Saturday 13 February 2010

Bracken Under Late Summer Skies

The summer of 1995 was the hottest I have known. It seemed to start in May and lasted well until October. I had finished the first year of my illustration course in Southampton, and over that summer I had returned to my parents then-bungalow At Bretforton in Worcestershire.
Bretforton was a picturesque village, all greens and manors, overhanging trees, a church that was close on a thousand years old. There were two pubs, one, The Fleece, had witchmarks in one of the rooms. It was alleged to be the second most haunted village in England, a thing that pleased me no end, though I never experienced anything untoward.
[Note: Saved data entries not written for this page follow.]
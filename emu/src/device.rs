use std::io::{self, BufRead, Write};
use std::sync::mpsc::{self, Receiver, Sender};

/// Character I/O seen by a running program and by the debugger.
///
/// Reads block until input is available. `None` means the input is closed.
pub trait Device {
    fn write_text(&mut self, text: &str);

    fn write_char(&mut self, c: char) {
        let mut buf = [0; 4];
        self.write_text(c.encode_utf8(&mut buf));
    }

    /// Next line without its terminator. If a previous `read_char` left part
    /// of a line unread, that remainder is returned.
    fn read_line(&mut self) -> Option<String>;

    /// Next character, `'\n'` at end of each line.
    fn read_char(&mut self) -> Option<char>;
}

/// Remainder of a line partly consumed by `read_char`, newline included.
#[derive(Debug, Default)]
struct Pending(Option<String>);

impl Pending {
    fn read_line(&mut self, fetch: impl FnOnce() -> Option<String>) -> Option<String> {
        match self.0.take() {
            Some(rest) => Some(rest.trim_end_matches(['\r', '\n']).to_string()),
            None => fetch(),
        }
    }

    fn read_char(&mut self, fetch: impl FnOnce() -> Option<String>) -> Option<char> {
        let line = match self.0.take() {
            Some(rest) => rest,
            None => fetch()? + "\n",
        };
        let mut chars = line.chars();
        let c = chars.next();
        let rest = chars.as_str();
        if !rest.is_empty() {
            self.0 = Some(rest.to_string());
        }
        c
    }
}

fn strip_newline(mut line: String) -> String {
    while line.ends_with(['\r', '\n']) {
        line.pop();
    }
    line
}

/// Process stdin and stdout.
#[derive(Debug, Default)]
pub struct StdDevice {
    pending: Pending,
}

impl StdDevice {
    pub fn new() -> Self {
        Self::default()
    }

    fn fetch() -> Option<String> {
        let mut line = String::new();
        match io::stdin().lock().read_line(&mut line) {
            Ok(0) => None,
            Ok(_) => Some(strip_newline(line)),
            Err(e) => {
                log::warn!("stdin: {}", e);
                None
            }
        }
    }
}

impl Device for StdDevice {
    fn write_text(&mut self, text: &str) {
        let mut out = io::stdout().lock();
        if let Err(e) = out.write_all(text.as_bytes()).and_then(|_| out.flush()) {
            log::warn!("stdout: {}", e);
        }
    }

    fn read_line(&mut self) -> Option<String> {
        self.pending.read_line(Self::fetch)
    }

    fn read_char(&mut self) -> Option<char> {
        self.pending.read_char(Self::fetch)
    }
}

/// Device backed by a pair of channels, so a machine can run on its own
/// thread while another party feeds it lines and collects its output.
#[derive(Debug)]
pub struct ChannelDevice {
    input: Receiver<String>,
    output: Sender<String>,
    pending: Pending,
}

/// The other end of a [`ChannelDevice`].
#[derive(Debug)]
pub struct Host {
    input: Sender<String>,
    output: Receiver<String>,
}

impl ChannelDevice {
    pub fn pair() -> (ChannelDevice, Host) {
        let (input_tx, input_rx) = mpsc::channel();
        let (output_tx, output_rx) = mpsc::channel();
        let device = ChannelDevice {
            input: input_rx,
            output: output_tx,
            pending: Pending::default(),
        };
        let host = Host {
            input: input_tx,
            output: output_rx,
        };
        (device, host)
    }
}

impl Device for ChannelDevice {
    fn write_text(&mut self, text: &str) {
        // Host may have gone away; output is then discarded.
        let _ = self.output.send(text.to_string());
    }

    fn read_line(&mut self) -> Option<String> {
        let input = &self.input;
        self.pending.read_line(|| input.recv().ok().map(strip_newline))
    }

    fn read_char(&mut self) -> Option<char> {
        let input = &self.input;
        self.pending.read_char(|| input.recv().ok().map(strip_newline))
    }
}

impl Host {
    /// Queue a line of input. Returns false once the device is gone.
    pub fn send_line(&self, line: impl Into<String>) -> bool {
        self.input.send(line.into()).is_ok()
    }

    /// Everything written so far, without blocking.
    pub fn drain(&self) -> String {
        self.output.try_iter().collect()
    }

    /// Block until the output contains `needle`, then return all output
    /// read so far. `None` if the device closed first.
    pub fn wait_for(&self, needle: &str) -> Option<String> {
        let mut seen = String::new();
        while !seen.contains(needle) {
            seen.push_str(&self.output.recv().ok()?);
        }
        Some(seen)
    }

    /// Stop sending input. Blocked reads on the device return `None`.
    pub fn close(self) -> Receiver<String> {
        self.output
    }
}
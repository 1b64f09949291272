use std::collections::HashMap;

use thiserror::Error;

use crate::Word;

#[derive(Error, Debug, PartialEq, Eq)]
pub enum SymbolsError {
    #[error("Line {0}: expected `label address`")]
    Malformed(usize),

    #[error("Line {0}: cannot parse `{1}` as address")]
    BadAddress(usize, String),
}

/// Labels are stored trimmed and lowercased. The inverse map keeps the most
/// recent label written for an address.
#[derive(Debug, Clone, Default, PartialEq, Eq)]
pub struct SymbolTable {
    addresses: HashMap<String, Word>,
    labels: HashMap<Word, String>,
}

fn normalize(label: &str) -> String {
    label.trim().to_lowercase()
}

impl SymbolTable {
    pub fn new() -> Self {
        Self::default()
    }

    /// Returns `true` when the label was already defined.
    pub fn insert(&mut self, label: &str, address: Word) -> bool {
        let label = normalize(label);
        self.labels.insert(address, label.clone());
        self.addresses.insert(label, address).is_some()
    }

    pub fn address(&self, label: &str) -> Option<Word> {
        self.addresses.get(&normalize(label)).copied()
    }

    pub fn label(&self, address: Word) -> Option<&str> {
        self.labels.get(&address).map(String::as_str)
    }

    pub fn clear(&mut self) {
        self.addresses.clear();
        self.labels.clear();
    }

    pub fn len(&self) -> usize {
        self.addresses.len()
    }

    pub fn is_empty(&self) -> bool {
        self.addresses.is_empty()
    }

    pub fn entries_by_label(&self) -> Vec<(&str, Word)> {
        let mut entries: Vec<_> = self
            .addresses
            .iter()
            .map(|(label, addr)| (label.as_str(), *addr))
            .collect();
        entries.sort();
        entries
    }

    pub fn entries_by_address(&self) -> Vec<(&str, Word)> {
        let mut entries = self.entries_by_label();
        entries.sort_by_key(|(_, addr)| *addr);
        entries
    }

    /// Symbol artifact: one `label address` pair per line, sorted by label.
    pub fn dump(&self) -> String {
        self.entries_by_label()
            .into_iter()
            .map(|(label, addr)| format!("{} {}\n", label, addr))
            .collect()
    }

    pub fn parse(text: &str) -> Result<Self, SymbolsError> {
        let mut table = Self::new();
        for (idx, line) in text.lines().enumerate() {
            let line = line.trim();
            if line.is_empty() {
                continue;
            }
            // Address is the last word; the label may itself contain spaces.
            let (label, addr) = line
                .rsplit_once(char::is_whitespace)
                .ok_or(SymbolsError::Malformed(idx + 1))?;
            let addr = addr
                .parse::<Word>()
                .map_err(|_| SymbolsError::BadAddress(idx + 1, addr.to_string()))?;
            table.insert(label, addr);
        }
        Ok(table)
    }
}

#[cfg(test)]
mod tests {
    use super::*;

    #[test]
    fn case_and_whitespace_insensitive() {
        let mut table = SymbolTable::new();
        assert!(!table.insert("  Loop ", 4));
        assert_eq!(table.address("LOOP"), Some(4));
        assert_eq!(table.address(" loop"), Some(4));
        assert_eq!(table.label(4), Some("loop"));
        assert_eq!(table.address("done"), None);
        assert_eq!(table.label(5), None);
    }

    #[test]
    fn duplicate_overwrites() {
        let mut table = SymbolTable::new();
        assert!(!table.insert("a", 1));
        assert!(table.insert("A", 7));
        assert_eq!(table.address("a"), Some(7));
        assert_eq!(table.len(), 1);
    }

    #[test]
    fn alias_last_writer_wins() {
        let mut table = SymbolTable::new();
        assert!(!table.insert("first", 3));
        assert!(!table.insert("second", 3));
        assert_eq!(table.label(3), Some("second"));
        assert_eq!(table.address("first"), Some(3));
        assert_eq!(table.entries_by_label(), vec![("first", 3), ("second", 3)]);
    }

    #[test]
    fn sorted_views() {
        let mut table = SymbolTable::new();
        table.insert("zeta", 0);
        table.insert("alpha", 9);
        table.insert("mid", 4);
        assert_eq!(
            table.entries_by_label(),
            vec![("alpha", 9), ("mid", 4), ("zeta", 0)]
        );
        assert_eq!(
            table.entries_by_address(),
            vec![("zeta", 0), ("mid", 4), ("alpha", 9)]
        );
        assert_eq!(table.dump(), "alpha 9\nmid 4\nzeta 0\n");
    }

    #[test]
    fn parse_dump() {
        let table = SymbolTable::parse("done 12\nloop 3\n\n").unwrap();
        assert_eq!(table.address("done"), Some(12));
        assert_eq!(table.label(3), Some("loop"));
        assert_eq!(
            SymbolTable::parse("loop\n"),
            Err(SymbolsError::Malformed(1))
        );
        let spaced = SymbolTable::parse("my label 8\n").unwrap();
        assert_eq!(spaced.address("my label"), Some(8));
        assert_eq!(
            SymbolTable::parse("a 1\nb x\n"),
            Err(SymbolsError::BadAddress(2, "x".to_string()))
        );
    }

    #[test]
    fn clear() {
        let mut table = SymbolTable::new();
        table.insert("a", 1);
        table.clear();
        assert!(table.is_empty());
        assert_eq!(table.label(1), None);
    }
}
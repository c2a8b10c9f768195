//! M-Pesa STK push payments for the delivery booking backend.
//!
//! [`services::MpesaService`] is the gateway client. The axum router built by
//! [`build_router`] exposes it over HTTP and receives the gateway callbacks.

use axum::{http::Method, response::Json, routing::get, Router};
use serde_json::{json, Value};
use tower_http::cors::{Any, CorsLayer};
use tower_http::trace::TraceLayer;

pub mod config;
pub mod errors;
pub mod handlers;
pub mod models;
pub mod routes;
pub mod services;
pub mod state;

pub use config::AppConfig;
pub use errors::{AppError, Result};
pub use services::MpesaService;
pub use state::AppState;

pub fn build_router(app_state: AppState) -> Router {
    let cors = CorsLayer::new()
        .allow_origin(Any)
        .allow_methods([Method::GET, Method::POST, Method::OPTIONS])
        .allow_headers(Any);

    Router::new()
        .route("/health", get(health_check))
        .nest("/api/mpesa", routes::mpesa::mpesa_routes())
        .layer(TraceLayer::new_for_http())
        .layer(cors)
        .with_state(app_state)
}

async fn health_check() -> Json<Value> {
    Json(json!({
        "status": "healthy",
        "timestamp": chrono::Utc::now().to_rfc3339(),
    }))
}
// services/phone.rs
use crate::models::payment::PhoneValidation;

const COUNTRY_CODE: &str = "254";

fn digits_only(phone: &str) -> String {
    phone.chars().filter(|c| c.is_ascii_digit()).collect()
}

/// Rewrites a Kenyan phone number into the digits-only `254XXXXXXXXX` form
/// Daraja expects. Total: garbage in still yields a `254`-prefixed string.
pub fn normalize_phone_number(phone: &str) -> String {
    let digits = digits_only(phone);

    if let Some(rest) = digits.strip_prefix('0') {
        return format!("{}{}", COUNTRY_CODE, rest);
    }
    // Bare subscriber numbers (7xx, 1xx) and anything unrecognised get the
    // country code prepended.
    if digits.starts_with(COUNTRY_CODE) {
        return digits;
    }
    format!("{}{}", COUNTRY_CODE, digits)
}

fn is_mobile_number(normalized: &str) -> bool {
    let Some(subscriber) = normalized.strip_prefix(COUNTRY_CODE) else {
        return false;
    };
    subscriber.len() == 9
        && subscriber.starts_with(&['7', '1'][..])
        && subscriber.chars().all(|c| c.is_ascii_digit())
}

pub fn validate_phone_number(phone: &str) -> PhoneValidation {
    let digit_count = digits_only(phone).len();
    if digit_count < 9 {
        return PhoneValidation::invalid("Phone number is too short");
    }
    if digit_count > 12 {
        return PhoneValidation::invalid("Phone number is too long");
    }

    let normalized = normalize_phone_number(phone);
    if !normalized.starts_with(COUNTRY_CODE) {
        return PhoneValidation::invalid("Phone number is not a valid Kenyan number");
    }
    if !is_mobile_number(&normalized) {
        return PhoneValidation::invalid("Phone number is not a valid mobile number");
    }

    PhoneValidation::valid()
}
I spent three months there that summer, a quarter of a year. I knew no-one in the village, and so isolated, I felt a little lost. I would spend my days reading Thomas Ligotti and Emily Bronte, sneaking out for cigarettes with Bracken our yorkshire terrier.
We had had Bracken since 1988. He was a nervous dog, terrified of everything; loud noises, other dogs, people... but I loved him. Despite the fact he was so nervous, he was quite a hardy dog, and would accompany me on long rambles into the surrounding countryside for hours. One time, lost over the fields, with a thunderstorm fast approaching from the Malvern Hills, Bracken determinedly pulled me over a small bridge I couldn't find in the twilight gloom. He would sleep on my parents bed, but in the morning (I slept late) he would scratch on the door to let him in. He would then sleep on my bed till I got up, hours later.
The isolation in Bretforton got to me that summer, but now looking back on that time I hold a fondness for it. Rose-tinted glasses? Perhaps. I think the sun had blinded me then though.
One evening, late in August of the year, I took Bracken for a walk after dinner. Often I would take him around the Back Lane. This would give me ample chance to smoke cigarettes, and generally find some peace from myself. That evening was so beautiful though, I thought I would go on a bit of a longer walk. Swinging over weed-covered stile into a field of sheep, skirting a field of asparagus, and passing the clump of trees where I would sometimes sit and stare into the distance.
I came to a field I had never seen before. I don't know what kind of crops were growing there, but they were far taller than me. I noticed there was a path through these monstrous crops.
Twilight was falling, one of those hot, unreal twilights lost summers bring. I felt far from the village here. I let Bracken off the lead and raced him along the path. He was a fast dog, and we both ran at full speed, racing each other to some unknown destination, until I finally collapsed, exhausted, still not having reached the end of the path.
I walked slowly back with Bracken. I could see the lights of the village in the distance, the odd lamp, the solitary window. They flickered at me through the branches of trees. The sky was blue-steeled, an electric sea-shade, and as I walked back, the church bell began to chime. Sonorous tones announcing some twilight hour.
There was a wood-pigeon calling somewhere.
I don't know why that moment stays with me. Just a fragment I didn't think much of at the time, but it stays with me as such things do, an unnamed tarot card that keeps recurring. A divination of remembering. Arcane recall.
Bracken passed away over ten years ago now, and I still miss him.
He was my friend, and in that moment we raced each other through a field in dusk, I knew that I was alive.